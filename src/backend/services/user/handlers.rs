/**
 * User Handlers
 */

use std::collections::HashMap;

use axum::{
    extract::{Path, Query, State},
    response::Json,
};
use serde::Deserialize;
use serde_json::{json, Map, Value};
use tracing::{info, warn};

use crate::backend::auth::hash_password;
use crate::backend::error::BackendError;
use crate::backend::middleware::{CurrentUser, Payload};
use crate::backend::search::{SearchParams, SearchResults};
use crate::backend::server::state::AppState;
use crate::backend::services::user::{search_document, USERS};
use crate::backend::store::FindQuery;

/// Client query keys accepted by `GET /users`
const LIST_QUERY: [&str; 9] = [
    "id", "role", "status", "online", "gender", "search", "sortBy", "page", "limit",
];

#[derive(Debug, Deserialize)]
pub struct HelloQuery {
    pub message: Option<String>,
}

/// GET /user
pub async fn hello(State(state): State<AppState>, Query(query): Query<HelloQuery>) -> Json<Value> {
    let message = query.message.map(Value::String).unwrap_or(Value::Null);
    state.socket.emit("message", message);
    Json(json!({ "message": "Hello!" }))
}

/// GET /users
pub async fn list_users(
    State(state): State<AppState>,
    Query(params): Query<HashMap<String, String>>,
) -> Result<Json<Value>, BackendError> {
    let users = state.users()?;
    let mut query: Map<String, Value> = params
        .into_iter()
        .map(|(key, value)| (key, Value::String(value)))
        .collect();
    let paginate = !matches!(query.remove("paginate"), Some(Value::String(v)) if v == "false");

    let result = users
        .find(FindQuery::new().allow(LIST_QUERY).query(query).paginate(paginate))
        .await?;
    Ok(Json(result.present(users.schema())))
}

/// GET /users/{id}
pub async fn get_user(State(state): State<AppState>, Path(id): Path<String>) -> Result<Json<Value>, BackendError> {
    let users = state.users()?;
    let user = users
        .find_one(id_filter(id), None)
        .await?
        .ok_or_else(|| BackendError::not_found("User not found"))?;
    Ok(Json(users.schema().present(&user)))
}

/// PATCH /users/{id}
pub async fn update_user(
    State(state): State<AppState>,
    Path(id): Path<String>,
    current: CurrentUser,
    Payload(mut body): Payload,
) -> Result<Json<Value>, BackendError> {
    let users = state.users()?;
    body.remove("id");
    if let Some(Value::String(password)) = body.get("password") {
        let hashed = hash_password(password, state.settings.environment)?;
        body.insert("password".to_string(), Value::String(hashed));
    }

    let user = users
        .update(id_filter(id), body, None)
        .await?
        .ok_or_else(|| BackendError::not_found("User not found"))?;

    state.search.remove(USERS, &user.id).await;
    if let Err(e) = state.search.insert(USERS, search_document(&user)).await {
        warn!(user = %user.id, "Failed to reindex user: {}", e);
    }

    info!(user = %user.id, by = %current.id(), "User updated");
    Ok(Json(users.schema().present(&user)))
}

/// DELETE /users/{id}
pub async fn delete_user(
    State(state): State<AppState>,
    Path(id): Path<String>,
    current: CurrentUser,
) -> Result<Json<Value>, BackendError> {
    let users = state.users()?;
    let user = users
        .remove(id_filter(id))
        .await?
        .ok_or_else(|| BackendError::not_found("User not found"))?;
    state.search.remove(USERS, &user.id).await;

    info!(user = %user.id, by = %current.id(), "User deleted");
    Ok(Json(users.schema().present(&user)))
}

#[derive(Debug, Deserialize)]
pub struct SearchQuery {
    #[serde(default)]
    pub term: String,
    pub limit: Option<usize>,
    pub offset: Option<usize>,
}

/// GET /users/search
pub async fn search_users(
    State(state): State<AppState>,
    Query(query): Query<SearchQuery>,
) -> Result<Json<SearchResults>, BackendError> {
    let params = SearchParams {
        term: query.term,
        properties: None,
        limit: query.limit,
        offset: query.offset,
    };
    Ok(Json(state.search.search(USERS, params).await?))
}

fn id_filter(id: String) -> Map<String, Value> {
    let mut filter = Map::new();
    filter.insert("id".to_string(), Value::String(id));
    filter
}
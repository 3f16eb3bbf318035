/**
 * Socket Upgrade Handler
 *
 * `GET /socket` checks the origin, decodes the auth token (when one is sent)
 * and runs the socket middlewares before upgrading. After the upgrade one task
 * drains the session's channel into the socket and another parses incoming
 * frames. Every frame is dispatched on its own task, so a slow handler does
 * not hold up later events from the same client. Handlers that need ordering
 * must coordinate through their own state.
 */

use std::sync::Arc;

use axum::{
    extract::{
        ws::{Message, WebSocket, WebSocketUpgrade},
        State,
    },
    http::{header::ORIGIN, HeaderMap, StatusCode},
    response::{IntoResponse, Response},
};
use futures_util::{SinkExt, StreamExt};
use tokio::sync::mpsc;
use tracing::{debug, info, warn};

use crate::backend::auth::decode_auth_token;
use crate::backend::error::BackendError;
use crate::backend::middleware::cookie::auth_token;
use crate::backend::server::state::AppState;
use crate::backend::socket::server::{Handshake, SocketServer};
use crate::backend::store::Document;
use crate::shared::SocketFrame;

/// Browsers always send `Origin`; other clients may omit it
pub fn origin_allowed(headers: &HeaderMap, allowed: &str) -> bool {
    match headers.get(ORIGIN).and_then(|v| v.to_str().ok()) {
        Some(origin) => allowed == "*" || origin.trim_end_matches('/') == allowed.trim_end_matches('/'),
        None => true,
    }
}

pub async fn socket_handler(
    ws: WebSocketUpgrade,
    headers: HeaderMap,
    State(state): State<AppState>,
) -> Result<Response, BackendError> {
    if !origin_allowed(&headers, &state.settings.origin) {
        warn!("Socket origin rejected");
        return Err(BackendError::handler(StatusCode::FORBIDDEN, "Origin not allowed"));
    }

    let user = match auth_token(&headers, state.settings.environment) {
        Some(token) => decode_auth_token(&state.store, &state.settings.secret, &token).await,
        None => None,
    };

    let handshake = Handshake { headers, user };
    if let Err(reason) = state.socket.authorize(&handshake) {
        warn!("Socket connection refused: {}", reason);
        return Err(BackendError::unauthorized());
    }

    let server = state.socket.clone();
    Ok(ws
        .on_upgrade(move |socket| handle_connection(socket, server, handshake.user))
        .into_response())
}

async fn handle_connection(socket: WebSocket, server: SocketServer, user: Option<Document>) {
    let (tx, mut rx) = mpsc::unbounded_channel::<SocketFrame>();
    let session = server.connect(tx, user);
    let session_id = session.id().to_string();
    info!(session = %session_id, "Socket connected");

    let (mut sender, mut receiver) = socket.split();

    let mut send_task = tokio::spawn(async move {
        while let Some(frame) = rx.recv().await {
            let text = match frame.to_text() {
                Ok(text) => text,
                Err(e) => {
                    warn!("Failed to encode socket frame: {}", e);
                    continue;
                }
            };
            if sender.send(Message::Text(text.into())).await.is_err() {
                break;
            }
        }
    });

    let events = Arc::new(server.events());
    let mut recv_task = tokio::spawn(async move {
        while let Some(Ok(message)) = receiver.next().await {
            match message {
                Message::Text(text) => match SocketFrame::parse(text.as_str()) {
                    Ok(frame) => {
                        let events = events.clone();
                        let session = session.clone();
                        tokio::spawn(async move {
                            events.dispatch(frame, session).await;
                        });
                    }
                    Err(e) => debug!(session = %session.id(), "Ignoring malformed frame: {}", e),
                },
                Message::Close(_) => break,
                _ => {}
            }
        }
    });

    tokio::select! {
        _ = &mut send_task => recv_task.abort(),
        _ = &mut recv_task => send_task.abort(),
    }

    server.disconnect(&session_id);
    info!(session = %session_id, "Socket disconnected");
}
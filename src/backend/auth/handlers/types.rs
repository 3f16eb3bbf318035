/**
 * Authentication Handler Types
 */

use serde::{Deserialize, Serialize};
use serde_json::{Map, Value};

#[derive(Deserialize, Serialize, Debug)]
pub struct SignupRequest {
    pub email: String,
    /// Plain password, hashed before storage
    pub password: String,
    /// Remaining user fields (`firstName`, `userName`, `workingDays`, ...)
    #[serde(flatten)]
    pub profile: Map<String, Value>,
}

/// `email` may also carry a user name
#[derive(Deserialize, Serialize, Debug)]
pub struct LoginRequest {
    #[serde(alias = "userName", alias = "username")]
    pub email: String,
    pub password: String,
}

#[derive(Serialize, Debug)]
pub struct AuthResponse {
    /// JWT, also set as the `coredevs` cookie
    pub token: String,
    /// Client-facing user document
    pub user: Value,
}
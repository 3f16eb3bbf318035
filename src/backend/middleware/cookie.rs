/**
 * Cookie Helpers
 *
 * Reading and writing the `coredevs` auth cookie.
 */

use axum::http::header::{AUTHORIZATION, COOKIE};
use axum::http::HeaderMap;

use crate::shared::Environment;

pub const AUTH_COOKIE: &str = "coredevs";
const THIRTY_DAYS_SECS: u64 = 30 * 24 * 60 * 60;

/// Value of the named cookie across all `Cookie` headers
pub fn get_cookie(headers: &HeaderMap, name: &str) -> Option<String> {
    headers
        .get_all(COOKIE)
        .iter()
        .filter_map(|value| value.to_str().ok())
        .flat_map(|value| value.split(';'))
        .filter_map(|pair| pair.trim().split_once('='))
        .find(|(key, _)| *key == name)
        .map(|(_, value)| value.trim_matches('"').to_string())
        .filter(|value| !value.is_empty())
}

/// Auth token from the cookie, or in development from `Authorization: Bearer`
pub fn auth_token(headers: &HeaderMap, environment: Environment) -> Option<String> {
    if let Some(token) = get_cookie(headers, AUTH_COOKIE) {
        return Some(token);
    }
    if !environment.is_development() {
        return None;
    }
    headers
        .get(AUTHORIZATION)
        .and_then(|h| h.to_str().ok())
        .map(|h| h.replace("Bearer ", ""))
        .filter(|token| !token.is_empty())
}

/// `Set-Cookie` value carrying a fresh token
pub fn auth_cookie(token: &str, environment: Environment) -> String {
    let secure = if environment.is_development() { "" } else { "; Secure" };
    format!(
        "{}={}; HttpOnly; Path=/; SameSite=Lax; Max-Age={}{}",
        AUTH_COOKIE, token, THIRTY_DAYS_SECS, secure
    )
}

/// `Set-Cookie` value that expires the auth cookie
pub fn clear_auth_cookie() -> String {
    format!("{}=; HttpOnly; Path=/; SameSite=Lax; Max-Age=0", AUTH_COOKIE)
}

#[cfg(test)]
mod tests {
    use super::*;
    use axum::http::HeaderValue;

    #[test]
    fn test_get_cookie() {
        let mut headers = HeaderMap::new();
        headers.append(COOKIE, HeaderValue::from_static("theme=dark; coredevs=abc.def"));
        headers.append(COOKIE, HeaderValue::from_static("other=1"));
        assert_eq!(get_cookie(&headers, "coredevs").as_deref(), Some("abc.def"));
        assert_eq!(get_cookie(&headers, "other").as_deref(), Some("1"));
        assert_eq!(get_cookie(&headers, "missing"), None);
    }

    #[test]
    fn test_bearer_only_in_development() {
        let mut headers = HeaderMap::new();
        headers.insert(AUTHORIZATION, HeaderValue::from_static("Bearer tok"));
        assert_eq!(auth_token(&headers, Environment::Development).as_deref(), Some("tok"));
        assert_eq!(auth_token(&headers, Environment::Production), None);

        headers.insert(COOKIE, HeaderValue::from_static("coredevs=cookie-tok"));
        assert_eq!(auth_token(&headers, Environment::Production).as_deref(), Some("cookie-tok"));
    }

    #[test]
    fn test_set_cookie_values() {
        assert!(auth_cookie("t", Environment::Production).ends_with("; Secure"));
        assert!(auth_cookie("t", Environment::Development).starts_with("coredevs=t; HttpOnly"));
        assert!(clear_auth_cookie().contains("Max-Age=0"));
    }
}
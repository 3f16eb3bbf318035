/**
 * Query Translation
 *
 * Handlers describe what they want with a `FindQuery`: fixed filters set by
 * the code, the raw query map sent by the client, the set of client keys the
 * handler allows, and pagination/population options. `translate` turns that
 * description into conditions, sort keys and paging the SQL layer executes.
 *
 * # Client Query Keys
 *
 * - `sortBy=field:asc|desc` - sort (default `createdAt` descending)
 * - `page`, `limit` - pagination (defaults 1 and 10)
 * - `search` - substring match over the schema's searchable fields
 * - `id` - document id
 * - any other allowed key - equality filter; a value shaped like a JSON
 *   object (`{"$gt":5}`) is parsed and its `$` keys used as operators
 */

use std::collections::HashSet;

use serde::Serialize;
use serde_json::{Map, Value};

use crate::backend::store::document::Document;
use crate::backend::store::error::StoreError;
use crate::backend::store::schema::Schema;

pub const DEFAULT_PAGE: u64 = 1;
pub const DEFAULT_LIMIT: u64 = 10;
pub const MAX_LIMIT: u64 = 1_000;
pub const MAX_PAGE: u64 = 1_000_000;

/// Reference resolution for a field holding one id or an array of ids
#[derive(Debug, Clone, PartialEq, Eq)]
pub struct Populate {
    pub path: String,
    /// Space-separated list of fields to keep on the referenced documents
    pub select: Option<String>,
}

impl Populate {
    pub fn new(path: impl Into<String>) -> Self {
        Self {
            path: path.into(),
            select: None,
        }
    }

    pub fn select(mut self, fields: impl Into<String>) -> Self {
        self.select = Some(fields.into());
        self
    }

    pub fn selected_fields(&self) -> Option<Vec<&str>> {
        self.select
            .as_deref()
            .map(|s| s.split_whitespace().collect::<Vec<_>>())
            .filter(|fields| !fields.is_empty())
    }
}

/// Comparison operators accepted in `{"$op": value}` filters
#[derive(Debug, Clone, Copy, PartialEq, Eq)]
pub enum Operator {
    Eq,
    Ne,
    Gt,
    Gte,
    Lt,
    Lte,
    In,
    Nin,
}

impl Operator {
    fn parse(key: &str) -> Option<Self> {
        match key {
            "$eq" => Some(Operator::Eq),
            "$ne" => Some(Operator::Ne),
            "$gt" => Some(Operator::Gt),
            "$gte" => Some(Operator::Gte),
            "$lt" => Some(Operator::Lt),
            "$lte" => Some(Operator::Lte),
            "$in" => Some(Operator::In),
            "$nin" => Some(Operator::Nin),
            _ => None,
        }
    }

    /// SQL comparison for the scalar operators
    pub fn sql(&self) -> &'static str {
        match self {
            Operator::Eq => "=",
            Operator::Ne => "<>",
            Operator::Gt => ">",
            Operator::Gte => ">=",
            Operator::Lt => "<",
            Operator::Lte => "<=",
            Operator::In => "IN",
            Operator::Nin => "NOT IN",
        }
    }
}

/// One `field op value` predicate
#[derive(Debug, Clone, PartialEq)]
pub struct Condition {
    pub field: String,
    pub op: Operator,
    pub value: Value,
}

/// Conjunction of conditions plus an optional free-text term
#[derive(Debug, Clone, Default, PartialEq)]
pub struct Filter {
    pub conditions: Vec<Condition>,
    pub search: Option<String>,
}

impl Filter {
    /// Build a filter from a `{field: value}` map
    pub fn from_map(map: &Map<String, Value>, schema: &Schema) -> Result<Self, StoreError> {
        let mut conditions = Vec::new();
        for (field, value) in map {
            let field = if field == "_id" { "id" } else { field.as_str() };
            if !is_valid_path(field) {
                return Err(StoreError::InvalidQuery(format!("invalid field name `{}`", field)));
            }
            let kind = schema.get(field).map(|f| f.kind);
            let coerce = |v: Value| match kind {
                Some(kind) => kind.coerce(v),
                None => v,
            };

            match value {
                Value::Object(ops) if !ops.is_empty() && ops.keys().all(|k| k.starts_with('$')) => {
                    for (key, operand) in ops {
                        let op = Operator::parse(key).ok_or_else(|| {
                            StoreError::InvalidQuery(format!("unsupported operator `{}`", key))
                        })?;
                        let operand = match (op, operand) {
                            (Operator::In | Operator::Nin, Value::Array(items)) => {
                                Value::Array(items.iter().cloned().map(coerce).collect())
                            }
                            (Operator::In | Operator::Nin, _) => {
                                return Err(StoreError::InvalidQuery(format!(
                                    "`{}` expects an array",
                                    key
                                )))
                            }
                            (_, other) => coerce(other.clone()),
                        };
                        conditions.push(Condition {
                            field: field.to_string(),
                            op,
                            value: operand,
                        });
                    }
                }
                other => conditions.push(Condition {
                    field: field.to_string(),
                    op: Operator::Eq,
                    value: coerce(other.clone()),
                }),
            }
        }
        Ok(Self {
            conditions,
            search: None,
        })
    }

    pub fn is_empty(&self) -> bool {
        self.conditions.is_empty() && self.search.is_none()
    }
}

/// Field paths end up inside a JSON path literal, so only plain names pass
pub fn is_valid_path(field: &str) -> bool {
    !field.is_empty()
        && !field.starts_with('.')
        && !field.ends_with('.')
        && field.chars().all(|c| c.is_ascii_alphanumeric() || c == '_' || c == '.')
}

#[derive(Debug, Clone, Copy, PartialEq, Eq)]
pub enum SortOrder {
    Asc,
    Desc,
}

#[derive(Debug, Clone, PartialEq, Eq)]
pub struct Sort {
    pub field: String,
    pub order: SortOrder,
}

impl Sort {
    /// Parse `field:order`; anything other than `desc` sorts ascending
    pub fn parse(raw: &str) -> Result<Self, StoreError> {
        let mut parts = raw.splitn(2, ':');
        let field = parts.next().unwrap_or_default().trim();
        if !is_valid_path(field) {
            return Err(StoreError::InvalidQuery(format!("invalid sortBy `{}`", raw)));
        }
        let order = match parts.next().map(str::trim) {
            Some("desc") => SortOrder::Desc,
            _ => SortOrder::Asc,
        };
        Ok(Self {
            field: field.to_string(),
            order,
        })
    }
}

/// Description of a `find` call
#[derive(Debug, Clone)]
pub struct FindQuery {
    /// Filters fixed by the calling code
    pub filter: Map<String, Value>,
    /// Client keys permitted in `query`
    pub allowed_query: HashSet<String>,
    pub paginate: bool,
    pub populate: Option<Populate>,
    /// Raw client query
    pub query: Map<String, Value>,
}

impl Default for FindQuery {
    fn default() -> Self {
        Self {
            filter: Map::new(),
            allowed_query: HashSet::new(),
            paginate: true,
            populate: None,
            query: Map::new(),
        }
    }
}

impl FindQuery {
    pub fn new() -> Self {
        Self::default()
    }

    pub fn allow<I, S>(mut self, keys: I) -> Self
    where
        I: IntoIterator<Item = S>,
        S: Into<String>,
    {
        self.allowed_query.extend(keys.into_iter().map(Into::into));
        self
    }

    pub fn filter(mut self, field: impl Into<String>, value: impl Into<Value>) -> Self {
        self.filter.insert(field.into(), value.into());
        self
    }

    pub fn query(mut self, query: Map<String, Value>) -> Self {
        self.query = query;
        self
    }

    pub fn paginate(mut self, paginate: bool) -> Self {
        self.paginate = paginate;
        self
    }

    pub fn populate(mut self, populate: Populate) -> Self {
        self.populate = Some(populate);
        self
    }

    /// Validate the client query and resolve it against a schema
    pub fn translate(self, schema: &Schema) -> Result<TranslatedQuery, StoreError> {
        if let Some(key) = self.query.keys().find(|k| !self.allowed_query.contains(*k)) {
            return Err(StoreError::QueryNotAllowed(key.clone()));
        }

        let mut filter_map = self.filter;
        let mut sort = Vec::new();
        let mut page = DEFAULT_PAGE;
        let mut limit = DEFAULT_LIMIT;
        let mut search = None;

        for (key, value) in self.query {
            let value = parse_json_object(value);
            match key.as_str() {
                "sortBy" => {
                    let raw = value.as_str().ok_or_else(|| {
                        StoreError::InvalidQuery("sortBy must be a string".to_string())
                    })?;
                    sort.push(Sort::parse(raw)?);
                }
                "page" => page = parse_positive("page", &value, MAX_PAGE)?.unwrap_or(DEFAULT_PAGE),
                "limit" => {
                    limit = parse_positive("limit", &value, MAX_LIMIT)?.unwrap_or(DEFAULT_LIMIT)
                }
                "search" => {
                    search = value
                        .as_str()
                        .map(str::trim)
                        .filter(|s| !s.is_empty())
                        .map(str::to_string);
                }
                "id" => {
                    filter_map.insert("id".to_string(), value);
                }
                _ => {
                    filter_map.insert(key, value);
                }
            }
        }

        if sort.is_empty() {
            sort.push(Sort {
                field: "createdAt".to_string(),
                order: SortOrder::Desc,
            });
        }

        let mut filter = Filter::from_map(&filter_map, schema)?;
        filter.search = search;

        Ok(TranslatedQuery {
            filter,
            sort,
            page,
            limit,
            paginate: self.paginate,
            populate: self.populate,
        })
    }
}

/// Output of `FindQuery::translate`
#[derive(Debug, Clone, PartialEq)]
pub struct TranslatedQuery {
    pub filter: Filter,
    pub sort: Vec<Sort>,
    pub page: u64,
    pub limit: u64,
    pub paginate: bool,
    pub populate: Option<Populate>,
}

impl TranslatedQuery {
    pub fn offset(&self) -> u64 {
        self.page.saturating_sub(1).saturating_mul(self.limit)
    }
}

/// Strings shaped like a JSON object are decoded; everything else is kept
fn parse_json_object(value: Value) -> Value {
    match &value {
        Value::String(raw) if raw.starts_with("{\"") && raw.ends_with('}') => {
            serde_json::from_str(raw).unwrap_or(value)
        }
        _ => value,
    }
}

/// Zero is treated as "not set", matching the paginate defaults
fn parse_positive(key: &str, value: &Value, max: u64) -> Result<Option<u64>, StoreError> {
    let parsed = match value {
        Value::Number(n) => n.as_u64(),
        Value::String(s) => s.trim().parse::<u64>().ok(),
        _ => None,
    };
    match parsed {
        Some(0) => Ok(None),
        Some(n) if n <= max => Ok(Some(n)),
        Some(_) => Err(StoreError::InvalidQuery(format!("`{}` must not exceed {}", key, max))),
        None => Err(StoreError::InvalidQuery(format!("`{}` must be a positive integer", key))),
    }
}

/// Paginated result set
#[derive(Debug, Clone, PartialEq, Serialize)]
#[serde(rename_all = "camelCase")]
pub struct Page<T> {
    pub docs: Vec<T>,
    pub total_docs: u64,
    pub limit: u64,
    pub page: u64,
    pub total_pages: u64,
    pub paging_counter: u64,
    pub has_prev_page: bool,
    pub has_next_page: bool,
    pub prev_page: Option<u64>,
    pub next_page: Option<u64>,
}

impl<T> Page<T> {
    pub fn new(docs: Vec<T>, total_docs: u64, page: u64, limit: u64) -> Self {
        let total_pages = total_docs.div_ceil(limit).max(1);
        let has_prev_page = page > 1;
        let has_next_page = page < total_pages;
        Self {
            docs,
            total_docs,
            limit,
            page,
            total_pages,
            paging_counter: page.saturating_sub(1).saturating_mul(limit).saturating_add(1),
            has_prev_page,
            has_next_page,
            prev_page: has_prev_page.then(|| page - 1),
            next_page: has_next_page.then(|| page.saturating_add(1)),
        }
    }

    pub fn map<U, F: FnMut(T) -> U>(self, f: F) -> Page<U> {
        Page {
            docs: self.docs.into_iter().map(f).collect(),
            total_docs: self.total_docs,
            limit: self.limit,
            page: self.page,
            total_pages: self.total_pages,
            paging_counter: self.paging_counter,
            has_prev_page: self.has_prev_page,
            has_next_page: self.has_next_page,
            prev_page: self.prev_page,
            next_page: self.next_page,
        }
    }
}

/// Result of `find`
#[derive(Debug, Clone, PartialEq)]
pub enum FindResult {
    All(Vec<Document>),
    Page(Page<Document>),
}

impl FindResult {
    pub fn documents(&self) -> &[Document] {
        match self {
            FindResult::All(docs) => docs,
            FindResult::Page(page) => &page.docs,
        }
    }

    /// Client-facing JSON: an array, or the page object
    pub fn present(self, schema: &Schema) -> Value {
        match self {
            FindResult::All(docs) => Value::Array(docs.iter().map(|d| schema.present(d)).collect()),
            FindResult::Page(page) => {
                serde_json::to_value(page.map(|d| schema.present(&d))).unwrap_or(Value::Null)
            }
        }
    }
}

◇ ◇ ◇

▶ REQUIRED ACTION: Answer with one number, namely how many lines in the records contain the string "Null".

▶ WORKED SOLUTION: 2